The artery that supplies the posterior descending artery and the posterolateral artery (PLA) determines the coronary dominance.

  • If the RCA supplies both these arteries, the circulation can be classified as "right-dominant".
  • If the LCX supplies both these arteries, the circulation can be classified as "left-dominant".
  • If the RCA supplies the PDA and the LCX supplies the PLA, the circulation is known as "co-dominant".

Approximately 70% of the general population are right-dominant, 20% are co-dominant, and 10% are left-dominant. [1]

Blood supply of the papillary muscles

The papillary muscles tether the mitral valve (the valve between the left atrium and the left ventricle) and the tricuspid valve (the valve between the right atrium and the right ventricle) to the wall of the heart. If the papillary muscles are not functioning properly, the mitral valve leaks during contraction of the left ventricule. This causes some of the blood to travel "in reverse", from the left ventricle to the left atrium, instead of forward to the aorta and the rest of the body. This leaking of blood to the left atrium is known as mitral regurgitation.
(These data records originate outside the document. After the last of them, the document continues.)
//! Filter criteria and the place inclusion predicate.
//!
//! A `FilterCriteria` is an immutable conjunction of up to four constraints.
//! Absent constraints impose nothing. A `FilterChain` stacks the criteria of
//! a view on top of those of every view it was derived from, so derived
//! views only ever narrow. The predicates are pure and are only evaluated
//! when a view builds its filtered copy of a fresh cache snapshot.

use chrono::NaiveDate;

use crate::error::ConnectorError;
use crate::models::{CodeMatcher, Place};

#[derive(Debug, Clone, Default, PartialEq, Eq)]
pub struct FilterCriteria {
    pub code_matcher: Option<CodeMatcher>,
    pub province: Option<String>,
    pub from_date: Option<NaiveDate>,
    pub to_date: Option<NaiveDate>,
}

impl FilterCriteria {
    /// Reject combinations that cannot describe a view: a code matcher
    /// together with a province, or an upper date bound without a lower one.
    pub fn validate(&self) -> Result<(), ConnectorError> {
        if self.code_matcher.is_some() && self.province.is_some() {
            return Err(ConnectorError::ConflictingScope);
        }
        if self.to_date.is_some() && self.from_date.is_none() {
            return Err(ConnectorError::ToDateWithoutFromDate);
        }
        Ok(())
    }

    pub fn is_unrestricted(&self) -> bool {
        *self == Self::default()
    }

    pub fn matches(&self, place: &Place) -> bool {
        if let Some(matcher) = self.code_matcher {
            if !matcher.matches(&place.code) {
                return false;
            }
        }

        if let Some(ref province) = self.province {
            match place.province {
                Some(ref p) if p.eq_ignore_ascii_case(province) => {}
                _ => return false,
            }
        }

        // Day granularity: dates carry no time of day
        if let (Some(from), Some(created)) = (self.from_date, place.creation_date) {
            if from < created {
                return false;
            }
        }

        if let (Some(to), Some(expired)) = (self.to_date, place.expiration_date) {
            if to > expired {
                return false;
            }
        }

        true
    }

    /// Keep matching places, preserving their order.
    pub fn apply(&self, places: &[Place]) -> Vec<Place> {
        places.iter().filter(|p| self.matches(p)).cloned().collect()
    }
}

/// Criteria of a view and of all its ancestors, root first.
/// A place belongs to the view only when every link matches.
#[derive(Debug, Clone, Default, PartialEq, Eq)]
pub struct FilterChain {
    links: Vec<FilterCriteria>,
}

impl FilterChain {
    pub fn new(criteria: FilterCriteria) -> Self {
        Self::default().then(criteria)
    }

    /// Chain of a view derived with `criteria` from this one.
    pub fn then(&self, criteria: FilterCriteria) -> Self {
        let mut links = self.links.clone();
        // Unrestricted links and repeats of the last link filter nothing
        if !criteria.is_unrestricted() && links.last() != Some(&criteria) {
            links.push(criteria);
        }
        Self { links }
    }

    pub fn links(&self) -> &[FilterCriteria] {
        &self.links
    }

    pub fn is_unrestricted(&self) -> bool {
        self.links.is_empty()
    }

    pub fn matches(&self, place: &Place) -> bool {
        self.links.iter().all(|criteria| criteria.matches(place))
    }

    pub fn apply(&self, places: &[Place]) -> Vec<Place> {
        places.iter().filter(|p| self.matches(p)).cloned().collect()
    }
}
The anterolateral papillary muscle receives two blood supplies: the LAD and LCX, and is therefore somewhat resistant to coronary ischemia. On the other hand, the posteromedial papillary muscle is supplied only by the PDA. This makes the posteromedial papillary muscle significantly more susceptible to ischemia. The clinical significance of this is that a myocardial infarction involving the PDA is more likely to cause mitral regurgitation.

Coronary flow

During contraction of the ventricular myocardium (systole), the subendocardial coronary vessels (the vessels that enter the myocardium) are compressed due to the high intraventricular pressures. However the epicardial coronary vessels (the vessels that run along the outer surface of the heart) remain patent. Because of this, blood flow in the subendocardium stops. As a result most myocardial perfusion occurs during heart relaxation (diastole) when the subendocardial coronary vessels are patent and under low pressure. This contributes to the filling difficulties of the coronary arteries.

The primary determinant of coronary blood flow is the level of myocardial/cardiac oxygen consumption. As the heart beats more vigourously, ATP is consumed at a greater rate due to the increased force and/or frequency of contraction and the depolarization and repolarization of the cardiac membrane potenital. The increase in oxygen consumption results in the release of a vasodilator substance, the identity of which remains unknown. The vasodilator reduces vascular resistance and allows more blood to flow through the heart during each diastole. Systolic compression remains the same. Failure of oxygen delivery via increases in blood flow to meet the increased oxygen demand of the heart results in tissue ischemia, a condition of oxygen debt. Brief ischemia is associated with intense chest pain, known as angina. Severe ischemia can cause the heart muscle to die of oxygen starvation, called a myocardial infarction. Chronic moderate ischemia causes contraction of the heart to weaken, known as myocardial hibernation.

In addition to metabolism, the coronary circulation possesses unique pharmacologic characteristics. Prominent among these is it's reactivity to adrenergic stimulation. The majority of circulation in the body constrict to norepinephrine, a sympathetic neurotransmitter the body uses to increases blood pressure. In the coronary circulation, norepinpehrine elicits vasodilation, due to the predominance of beta-adrenergic receptors in the coronary circulation. Agonists of alpha-receptors, such as phenylephrine, elicit very little constriction in the coronary circulation.